A divided country anxiously awaited a blockbuster abortion decision from the nation’s highest court. The court’s decision would profoundly affect the lives of millions of women and millions yet unborn. Several weeks before the judgment was to be announced, its putative outcome was leaked to the press in an astonishing violation of someone’s duty and oath. The leak came as a bitter blow to champions of abortion rights. Protesters marched; demonstrators shouted; a divided nation divided further still.
The year was 1975; the place was Karlsruhe, Germany — a sleepy southwestern hamlet and home to the German Constitutional Court.
The previous year, West Germany’s Parliament had passed a law liberalizing abortions, effectively allowing abortion on demand during the first trimester of pregnancy. In a reversal of the usual American posture, the new law was quickly challenged before the Constitutional Court as a violation of the constitutionally guaranteed right to life. The leak suggested (rightly, it turned out) that a majority of the justices agreed with the law’s challengers. A few weeks after the leak, the court would strike the new law down.
Thanks to the unprecedented leak, the German abortion decision of 1975 was vociferously attacked even before it was formally announced. A central charge against the German court was that the justices had overstepped their bounds, had indulged in judicial activism, had reached beyond their role.
Contemporary Americans can relate.
In case you missed it: The U.S. Supreme Court, in a case called Dobbs v. Jackson Women’s Health Organization, is mulling whether to overturn Roe v. Wade, the 1973 decision that recognized (some say invented) a constitutional right to abortion. On May 2, Politico published a leaked version of a draft opinion by Justice Samuel Alito that would indeed reverse Roe and return control of abortion law to the states.
Cries that the court has run amok have sounded swift and sharp.
Some conservative voices have joined the critique. Writing in The New York Times, Bret Stephens opined that although Roe v. Wade was “an ill-judged decision” with pernicious social and political consequences, overturning it now would be “a radical, not a conservative choice.” Reversing Roe, Stephens suggests, would betray the conservative values of honoring established precedent and avoiding convulsive change.
Stephens is not alone. Much of the oral argument in the Dobbs case focused on questions about precedent and the principle of stare decisis — the idea that courts, including the Supreme Court, should “let stand” earlier, authoritative decisions. The court’s three liberal justices insisted vigorously that stare decisis requires sustaining Roe.

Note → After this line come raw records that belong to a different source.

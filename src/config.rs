//! Project file loading.

use crate::model::Project;
use anyhow::{Context, Result};
use std::fs;
use std::path::{Path, PathBuf};
use tracing::{debug, info, warn};

/// Loads a project from a single YAML file or from every YAML file of a
/// directory.
#[derive(Debug, Default)]
pub struct ProjectLoader {
    /// Files and directories loaded by [`ProjectLoader::load_all`].
    pub paths: Vec<PathBuf>,
}

impl ProjectLoader {
    pub fn new() -> Self {
        Self::default()
    }

    pub fn add_path<P: AsRef<Path>>(&mut self, path: P) -> &mut Self {
        self.paths.push(path.as_ref().to_path_buf());
        self
    }

    /// Load one project file.
    pub fn load_file<P: AsRef<Path>>(&self, path: P) -> Result<Project> {
        let path = path.as_ref();
        info!("Loading project from {}", path.display());

        let (project, _) = read_project(path)?;
        debug!(
            "Loaded {} apis, {} scenarios, {} suites from {}",
            project.apis.len(),
            project.scenarios.len(),
            project.suites.len(),
            path.display()
        );
        Ok(project)
    }

    /// Load and merge every `.yaml` / `.yml` file of `dir`, in file name
    /// order. The `config` section is taken from the first file that has
    /// one.
    pub fn load_dir<P: AsRef<Path>>(&self, dir: P) -> Result<Project> {
        let dir = dir.as_ref();
        info!("Loading project files from directory: {}", dir.display());

        let mut files = Vec::new();
        for entry in fs::read_dir(dir)
            .context(format!("Failed to read directory: {}", dir.display()))?
        {
            let path = entry?.path();
            if path.is_file() && is_project_file(&path) {
                files.push(path);
            }
        }
        files.sort();

        let mut merged = Project::default();
        let mut config_from: Option<PathBuf> = None;
        for path in &files {
            let (project, has_config) = read_project(path)?;
            if has_config {
                match &config_from {
                    None => {
                        merged.config = project.config.clone();
                        config_from = Some(path.clone());
                    }
                    Some(first) => warn!(
                        "Ignoring config section of {}, already taken from {}",
                        path.display(),
                        first.display()
                    ),
                }
            }
            merged.merge(project);
        }

        info!("Loaded {} project files from {}", files.len(), dir.display());
        Ok(merged)
    }

    /// Load a file or a directory.
    pub fn load<P: AsRef<Path>>(&self, path: P) -> Result<Project> {
        let path = path.as_ref();
        if path.is_dir() {
            self.load_dir(path)
        } else {
            self.load_file(path)
        }
    }

    /// Load every configured path into one project.
    pub fn load_all(&self) -> Result<Project> {
        let mut merged = Project::default();
        let mut has_config = false;
        for path in &self.paths {
            let project = self.load(path)?;
            if !has_config {
                merged.config = project.config.clone();
                has_config = true;
            }
            merged.merge(project);
        }
        Ok(merged)
    }
}

/// Parse `path`, reporting whether it carries a `config` section.
fn read_project(path: &Path) -> Result<(Project, bool)> {
    let content = fs::read_to_string(path)
        .context(format!("Failed to read project file: {}", path.display()))?;
    let raw: serde_yaml::Value = serde_yaml::from_str(&content)
        .context(format!("Failed to parse YAML from {}", path.display()))?;
    let has_config = raw.get("config").is_some();
    let project: Project = serde_yaml::from_value(raw)
        .context(format!("Invalid project definition in {}", path.display()))?;
    Ok((project, has_config))
}

/// Return `true` for `.yaml` / `.yml` files.
fn is_project_file(path: &Path) -> bool {
    path.extension()
        .is_some_and(|ext| ext == "yaml" || ext == "yml")
}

Stare decisis is an inherently conservative principle; it enjoins judges to conserve their predecessors’ work. But it also creates a conundrum for conservative jurists: what to do, for instance, if an earlier court has gotten something egregiously wrong — has flouted the text, history and structure of the Constitution; has overstepped the judicial role and usurped a legislative one? Must those earlier usurpations be frozen for all time? Must the court respect precedents that did not themselves respect precedent? Is it really radical to reverse the radicalism of one’s forebears?
The U.S. Constitution is famously (some think notoriously) hard to amend. And because Supreme Court decisions often serve in practice as the constitutional law of the land, those decisions sometimes effectively amend the Constitution. And those de facto amendments can often be altered only by future court decisions. In other words, it is often only the court that can amend the Constitution, and only the court that can amend its own earlier amendments.
Hence the conundrum for conservative judges committed to honoring precedent. Such judges tend to believe that the court should not amend the Constitution but should simply seek faithfully to apply it. Easier said, alas, than done. But what are they to do when they believe an earlier court has amended the Constitution?
To say that judges must invariably follow a precedent, even if they think it unilaterally amended the Constitution, is to suggest that jurists committed to precedent must unilaterally disarm — that they must enshrine the escapades of their predecessors even as they shun the adventurism of their peers. That is a lot to expect from mere mortals. And it is far more than the court’s actual precedents on precedent require.
The Supreme Court, as everyone knows, has often overturned itself — sometimes within the course of a very few years, sometimes after the passage of many decades. Decisions to overturn precedent should be taken with great caution and should be rare. But whether the court should reverse a precedent depends less on how old that precedent is than on how wrong it was. Stare decisis means nothing if it doesn’t require judges to uphold some rulings with which they disagree. But it means far too much if it requires judges to follow even the worst prior decisions, so long as they are old enough or have been often enough affirmed.
The justices have a lot to consider in deciding whether to reverse Roe — including the legal, institutional, social and political consequences that might attend such a ruling. But they must first consider whether (and how badly) Roe departed from our constitutional order, and whether our constitutional order can tolerate such a departure for another half century.
I have my views on that question — as, I am sure, do you. But it is striking how few critics of the leaked draft opinion have said anything about the rightness — or even the not-intolerable-wrongness — of the precedent they hope to save.
Furthermore, those accusing the conservative justices of untoward radicalism seem largely unaware that those justices, rightly or wrongly, see themselves as weighing whether to reverse the earlier radicalism of others. It is a peculiar kind of judicial activism that merely undoes earlier activism. And it is a strange kind of judicial usurpation that surrenders the power that earlier judges have usurped.
In any event, if the draft opinion ends up accurately predicting the outcome in Dobbs, some conservatives might be tempted to suggest that turnabout is, if not exactly fair play, at least a reality of a political life — and of a judiciary they believe others politicized first.
In one of the most devastating contemporary criticisms of Roe v. Wade, John Hart Ely, a liberal law professor then teaching at Yale, concluded that Roe “is not constitutional law and gives almost no sense of an obligation to try to be.”
Ely titled his essay, “The Wages of Crying Wolf.” The contemporary critics of a conservative court might soon learn a different lesson about those wages. What raw judicial power can grant, the same power can remove. One’s adversaries, alas, can cry wolf too.
Justin Collings is a professor at Brigham Young University Law School and a fellow at the Wheatley Institution.